**Your goal:** Print every record exactly, with nothing added or left out.

(Exercise materials)

mod common;

use common::single_column;
use substance_match::{
    PipelineParams, RawParameters,
    params::{
        KEY_MAX_PER_MATCH_ID, KEY_ONLY_FIRST_MATCH, KEY_REF_SUBSTANCE_COL, KEY_SUBSTANCE_COL,
        KEY_THRESHOLD,
    },
    run_pipeline,
};

fn params(max_per_match_id: &str, only_first_match: bool) -> PipelineParams {
    let mut raw = RawParameters::new()
        .with(KEY_SUBSTANCE_COL, "substance")
        .with(KEY_REF_SUBSTANCE_COL, "substance")
        .with(KEY_THRESHOLD, "0.85")
        .with(KEY_MAX_PER_MATCH_ID, max_per_match_id);
    if only_first_match {
        raw.set(KEY_ONLY_FIRST_MATCH, "true");
    }
    PipelineParams::resolve(&raw)
}

#[test]
fn typo_and_whitespace_scenario() {
    let subject = single_column("substance", &["Aspirin", "Paracetamol ", "", "asprin"]);
    let reference = single_column("substance", &["Aspirin", "Paracetamol"]);

    let output = run_pipeline(&subject, &reference, &params("1", true));
    let rows = output.table.rows();

    assert_eq!(rows.len(), 4);
    assert_eq!(output.table.column_names(), vec!["Original", "Normalized", "Mapped_to", "Score"]);

    let first = rows[0].primary().expect("row 1 mapped");
    assert_eq!(first.reference, "Aspirin");
    assert_eq!(first.score, 1.0);

    let second = rows[1].primary().expect("row 2 mapped");
    assert_eq!(second.reference, "Paracetamol");
    assert_eq!(second.score, 1.0);
    assert_eq!(rows[1].normalized, "paracetamol");

    assert!(rows[2].is_missing());

    let fourth = rows[3].primary().expect("row 4 mapped");
    assert_eq!(fourth.reference, "Aspirin");
    assert!(fourth.score < 1.0 && fourth.score >= 0.85, "{}", fourth.score);

    let stats = &output.stats;
    assert_eq!(stats.total_rows, 4);
    assert_eq!(stats.missing_count, 1);
    assert_eq!(stats.missing_pct, 25.0);
    assert_eq!(stats.unique_total_values, 3);
    assert_eq!(stats.unique_missing_count, 0);
    assert_eq!(stats.unique_missing_pct, 0.0);
    assert!(stats.unique_missing_examples.is_empty());
    assert_eq!(stats.mapped_column.as_deref(), Some("Mapped_to"));
}

#[test]
fn empty_reference_marks_every_row_missing() {
    let subject = single_column("substance", &["Xylometazolin", "Xylometazolin", "Ibuprofen", " "]);
    let reference = single_column("substance", &[]);

    let output = run_pipeline(&subject, &reference, &params("2", false));
    let stats = &output.stats;

    assert_eq!(stats.total_rows, 4);
    assert_eq!(stats.missing_count, stats.total_rows);
    assert_eq!(stats.missing_pct, 100.0);
    assert_eq!(stats.unique_total_values, 2);
    assert_eq!(stats.unique_missing_count, 2);
    assert_eq!(stats.unique_missing_pct, 100.0);
    assert_eq!(
        stats.unique_missing_examples,
        vec![
            ("Xylometazolin".to_string(), 2),
            ("Ibuprofen".to_string(), 1)
        ]
    );
    assert_eq!(stats.mapped_column.as_deref(), Some("Mapped_to1"));
}

#[test]
fn empty_subject_reports_zero_percent() {
    let subject = single_column("substance", &[]);
    let reference = single_column("substance", &["Aspirin"]);

    let output = run_pipeline(&subject, &reference, &params("2", false));

    assert_eq!(output.stats.total_rows, 0);
    assert_eq!(output.stats.missing_count, 0);
    assert_eq!(output.stats.missing_pct, 0.0);
    assert_eq!(output.stats.unique_total_values, 0);
    assert_eq!(output.stats.unique_missing_pct, 0.0);
}

#[test]
fn absent_subject_column_treats_rows_as_empty() {
    let subject = single_column("Wirkstoff", &["Aspirin", "Ibuprofen"]);
    let reference = single_column("substance", &["Aspirin", "Ibuprofen"]);

    let output = run_pipeline(&subject, &reference, &params("2", false));

    assert_eq!(output.table.len(), 2);
    assert!(output.table.rows().iter().all(|row| row.original.is_empty()));
    assert_eq!(output.stats.missing_count, 2);
    assert_eq!(output.stats.missing_pct, 100.0);
    assert_eq!(output.stats.unique_total_values, 0);
    // No distinct values: the divisor falls back to 1.
    assert_eq!(output.stats.unique_missing_pct, 0.0);
}

#[test]
fn absent_reference_column_yields_empty_vocabulary() {
    let subject = single_column("substance", &["Aspirin"]);
    let reference = single_column("Name", &["Aspirin"]);

    let output = run_pipeline(&subject, &reference, &params("2", false));

    assert_eq!(output.stats.missing_count, 1);
    assert_eq!(
        output.stats.unique_missing_examples,
        vec![("Aspirin".to_string(), 1)]
    );
}

#[test]
fn multiple_candidates_fill_numbered_slots_in_score_order() {
    let subject = single_column("substance", &["Cisplatin"]);
    let reference = single_column("substance", &["Cisplatine", "Cisplatin", "Carboplatin"]);

    let output = run_pipeline(&subject, &reference, &params("3", false));
    let records = output.table.records().collect::<Vec<_>>();

    assert_eq!(
        output.table.column_names(),
        vec![
            "Original",
            "Normalized",
            "Mapped_to1",
            "Mapped_to2",
            "Mapped_to3",
            "Score1",
            "Score2",
            "Score3"
        ]
    );
    assert_eq!(records[0][2], "Cisplatin");
    assert_eq!(records[0][3], "Cisplatine");
    assert_eq!(records[0][4], "");
    assert_eq!(records[0][5], "1");
    assert_eq!(records[0][6], "0.9");
    assert_eq!(records[0][7], "");
}

#[test]
fn top_missing_is_capped_at_twenty() {
    let values = (0..30)
        .flat_map(|i| std::iter::repeat_n(format!("unknown-{i:02}"), (i % 4) + 1))
        .collect::<Vec<_>>();
    let refs = values.iter().map(String::as_str).collect::<Vec<_>>();
    let subject = single_column("substance", &refs);
    let reference = single_column("substance", &["Aspirin"]);

    let output = run_pipeline(&subject, &reference, &params("2", false));
    let examples = &output.stats.unique_missing_examples;

    assert_eq!(output.stats.unique_total_values, 30);
    assert_eq!(examples.len(), 20);
    assert!(examples.windows(2).all(|pair| pair[0].1 >= pair[1].1));
    assert_eq!(examples[0], ("unknown-03".to_string(), 4));
}

#[test]
fn repeated_runs_are_identical() {
    let subject = single_column("substance", &["Aspirin 500 mg", "Ibuprofn", "Unbekannt"]);
    let reference = single_column("substance", &["Aspirin", "Ibuprofen", "Ibuprofen"]);
    let params = params("2", false);

    let first = run_pipeline(&subject, &reference, &params);
    let second = run_pipeline(&subject, &reference, &params);

    assert_eq!(first.table, second.table);
    let mut a = first.stats.clone();
    let mut b = second.stats.clone();
    a.processing_seconds = 0.0;
    b.processing_seconds = 0.0;
    assert_eq!(a, b);
}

(End Exercise materials)

**Answer box:**
mod common;

use common::single_column;
use substance_match::{
    PipelineParams, RawParameters,
    params::{
        KEY_MAX_PER_MATCH_ID, KEY_ONLY_FIRST_MATCH, KEY_REF_SUBSTANCE_COL, KEY_SUBSTANCE_COL,
        KEY_THRESHOLD,
    },
    run_pipeline,
};

fn params(max_per_match_id: &str, only_first_match: bool) -> PipelineParams {
    let mut raw = RawParameters::new()
        .with(KEY_SUBSTANCE_COL, "substance")
        .with(KEY_REF_SUBSTANCE_COL, "substance")
        .with(KEY_THRESHOLD, "0.85")
        .with(KEY_MAX_PER_MATCH_ID, max_per_match_id);
    if only_first_match {
        raw.set(KEY_ONLY_FIRST_MATCH, "true");
    }
    PipelineParams::resolve(&raw)
}

#[test]
fn typo_and_whitespace_scenario() {
    let subject = single_column("substance", &["Aspirin", "Paracetamol ", "", "asprin"]);
    let reference = single_column("substance", &["Aspirin", "Paracetamol"]);

    let output = run_pipeline(&subject, &reference, &params("1", true));
    let rows = output.table.rows();

    assert_eq!(rows.len(), 4);
    assert_eq!(output.table.column_names(), vec!["Original", "Normalized", "Mapped_to", "Score"]);

    let first = rows[0].primary().expect("row 1 mapped");
    assert_eq!(first.reference, "Aspirin");
    assert_eq!(first.score, 1.0);

    let second = rows[1].primary().expect("row 2 mapped");
    assert_eq!(second.reference, "Paracetamol");
    assert_eq!(second.score, 1.0);
    assert_eq!(rows[1].normalized, "paracetamol");

    assert!(rows[2].is_missing());

    let fourth = rows[3].primary().expect("row 4 mapped");
    assert_eq!(fourth.reference, "Aspirin");
    assert!(fourth.score < 1.0 && fourth.score >= 0.85, "{}", fourth.score);

    let stats = &output.stats;
    assert_eq!(stats.total_rows, 4);
    assert_eq!(stats.missing_count, 1);
    assert_eq!(stats.missing_pct, 25.0);
    assert_eq!(stats.unique_total_values, 3);
    assert_eq!(stats.unique_missing_count, 0);
    assert_eq!(stats.unique_missing_pct, 0.0);
    assert!(stats.unique_missing_examples.is_empty());
    assert_eq!(stats.mapped_column.as_deref(), Some("Mapped_to"));
}

#[test]
fn empty_reference_marks_every_row_missing() {
    let subject = single_column("substance", &["Xylometazolin", "Xylometazolin", "Ibuprofen", " "]);
    let reference = single_column("substance", &[]);

    let output = run_pipeline(&subject, &reference, &params("2", false));
    let stats = &output.stats;

    assert_eq!(stats.total_rows, 4);
    assert_eq!(stats.missing_count, stats.total_rows);
    assert_eq!(stats.missing_pct, 100.0);
    assert_eq!(stats.unique_total_values, 2);
    assert_eq!(stats.unique_missing_count, 2);
    assert_eq!(stats.unique_missing_pct, 100.0);
    assert_eq!(
        stats.unique_missing_examples,
        vec![
            ("Xylometazolin".to_string(), 2),
            ("Ibuprofen".to_string(), 1)
        ]
    );
    assert_eq!(stats.mapped_column.as_deref(), Some("Mapped_to1"));
}

#[test]
fn empty_subject_reports_zero_percent() {
    let subject = single_column("substance", &[]);
    let reference = single_column("substance", &["Aspirin"]);

    let output = run_pipeline(&subject, &reference, &params("2", false));

    assert_eq!(output.stats.total_rows, 0);
    assert_eq!(output.stats.missing_count, 0);
    assert_eq!(output.stats.missing_pct, 0.0);
    assert_eq!(output.stats.unique_total_values, 0);
    assert_eq!(output.stats.unique_missing_pct, 0.0);
}

#[test]
fn absent_subject_column_treats_rows_as_empty() {
    let subject = single_column("Wirkstoff", &["Aspirin", "Ibuprofen"]);
    let reference = single_column("substance", &["Aspirin", "Ibuprofen"]);

    let output = run_pipeline(&subject, &reference, &params("2", false));

    assert_eq!(output.table.len(), 2);
    assert!(output.table.rows().iter().all(|row| row.original.is_empty()));
    assert_eq!(output.stats.missing_count, 2);
    assert_eq!(output.stats.missing_pct, 100.0);
    assert_eq!(output.stats.unique_total_values, 0);
    // No distinct values: the divisor falls back to 1.
    assert_eq!(output.stats.unique_missing_pct, 0.0);
}

#[test]
fn absent_reference_column_yields_empty_vocabulary() {
    let subject = single_column("substance", &["Aspirin"]);
    let reference = single_column("Name", &["Aspirin"]);

    let output = run_pipeline(&subject, &reference, &params("2", false));

    assert_eq!(output.stats.missing_count, 1);
    assert_eq!(
        output.stats.unique_missing_examples,
        vec![("Aspirin".to_string(), 1)]
    );
}

#[test]
fn multiple_candidates_fill_numbered_slots_in_score_order() {
    let subject = single_column("substance", &["Cisplatin"]);
    let reference = single_column("substance", &["Cisplatine", "Cisplatin", "Carboplatin"]);

    let output = run_pipeline(&subject, &reference, &params("3", false));
    let records = output.table.records().collect::<Vec<_>>();

    assert_eq!(
        output.table.column_names(),
        vec![
            "Original",
            "Normalized",
            "Mapped_to1",
            "Mapped_to2",
            "Mapped_to3",
            "Score1",
            "Score2",
            "Score3"
        ]
    );
    assert_eq!(records[0][2], "Cisplatin");
    assert_eq!(records[0][3], "Cisplatine");
    assert_eq!(records[0][4], "");
    assert_eq!(records[0][5], "1");
    assert_eq!(records[0][6], "0.9");
    assert_eq!(records[0][7], "");
}

#[test]
fn top_missing_is_capped_at_twenty() {
    let values = (0..30)
        .flat_map(|i| std::iter::repeat_n(format!("unknown-{i:02}"), (i % 4) + 1))
        .collect::<Vec<_>>();
    let refs = values.iter().map(String::as_str).collect::<Vec<_>>();
    let subject = single_column("substance", &refs);
    let reference = single_column("substance", &["Aspirin"]);

    let output = run_pipeline(&subject, &reference, &params("2", false));
    let examples = &output.stats.unique_missing_examples;

    assert_eq!(output.stats.unique_total_values, 30);
    assert_eq!(examples.len(), 20);
    assert!(examples.windows(2).all(|pair| pair[0].1 >= pair[1].1));
    assert_eq!(examples[0], ("unknown-03".to_string(), 4));
}

#[test]
fn repeated_runs_are_identical() {
    let subject = single_column("substance", &["Aspirin 500 mg", "Ibuprofn", "Unbekannt"]);
    let reference = single_column("substance", &["Aspirin", "Ibuprofen", "Ibuprofen"]);
    let params = params("2", false);

    let first = run_pipeline(&subject, &reference, &params);
    let second = run_pipeline(&subject, &reference, &params);

    assert_eq!(first.table, second.table);
    let mut a = first.stats.clone();
    let mut b = second.stats.clone();
    a.processing_seconds = 0.0;
    b.processing_seconds = 0.0;
    assert_eq!(a, b);
}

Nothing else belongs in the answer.